- What is needed: Filter the data below, keeping only lines that contain "storage".

- Data to process:
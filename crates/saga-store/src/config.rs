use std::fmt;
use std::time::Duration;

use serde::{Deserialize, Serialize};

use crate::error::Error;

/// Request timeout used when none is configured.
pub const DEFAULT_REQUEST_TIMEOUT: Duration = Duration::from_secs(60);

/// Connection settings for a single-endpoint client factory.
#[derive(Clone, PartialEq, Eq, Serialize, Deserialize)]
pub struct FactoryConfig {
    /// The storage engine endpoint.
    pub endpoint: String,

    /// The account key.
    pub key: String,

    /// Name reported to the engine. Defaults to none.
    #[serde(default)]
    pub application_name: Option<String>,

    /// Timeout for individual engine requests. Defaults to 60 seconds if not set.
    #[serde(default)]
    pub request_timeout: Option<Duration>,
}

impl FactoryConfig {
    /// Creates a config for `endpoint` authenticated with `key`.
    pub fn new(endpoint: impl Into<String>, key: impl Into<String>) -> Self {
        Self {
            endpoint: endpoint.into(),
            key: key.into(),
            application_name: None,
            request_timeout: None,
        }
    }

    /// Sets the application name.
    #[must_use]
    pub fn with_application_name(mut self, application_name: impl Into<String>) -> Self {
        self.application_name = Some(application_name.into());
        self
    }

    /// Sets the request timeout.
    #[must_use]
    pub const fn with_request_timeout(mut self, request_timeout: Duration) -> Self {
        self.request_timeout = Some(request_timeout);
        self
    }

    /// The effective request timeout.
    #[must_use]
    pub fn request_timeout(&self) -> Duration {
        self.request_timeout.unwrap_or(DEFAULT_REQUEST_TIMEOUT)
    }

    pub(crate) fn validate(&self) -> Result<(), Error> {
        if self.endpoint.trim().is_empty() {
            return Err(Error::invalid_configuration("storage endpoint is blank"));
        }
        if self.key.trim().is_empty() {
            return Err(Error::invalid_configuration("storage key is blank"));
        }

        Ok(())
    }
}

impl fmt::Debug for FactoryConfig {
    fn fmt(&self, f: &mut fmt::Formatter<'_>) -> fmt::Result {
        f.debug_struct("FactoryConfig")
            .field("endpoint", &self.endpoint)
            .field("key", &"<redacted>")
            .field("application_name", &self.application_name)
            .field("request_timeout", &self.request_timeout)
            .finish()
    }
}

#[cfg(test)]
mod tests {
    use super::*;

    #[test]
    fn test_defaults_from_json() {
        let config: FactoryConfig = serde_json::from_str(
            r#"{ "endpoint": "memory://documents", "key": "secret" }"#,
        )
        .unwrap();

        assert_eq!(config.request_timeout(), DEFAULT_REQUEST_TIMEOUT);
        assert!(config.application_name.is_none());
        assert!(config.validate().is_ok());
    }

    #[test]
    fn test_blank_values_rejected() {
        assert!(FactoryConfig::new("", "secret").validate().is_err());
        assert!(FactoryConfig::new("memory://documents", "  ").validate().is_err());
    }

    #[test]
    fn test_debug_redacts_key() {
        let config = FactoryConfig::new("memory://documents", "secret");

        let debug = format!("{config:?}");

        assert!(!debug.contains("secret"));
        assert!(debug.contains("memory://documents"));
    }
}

- Response to this task:
    /// The storage engine endpoint.
            return Err(Error::invalid_configuration("storage endpoint is blank"));
            return Err(Error::invalid_configuration("storage key is blank"));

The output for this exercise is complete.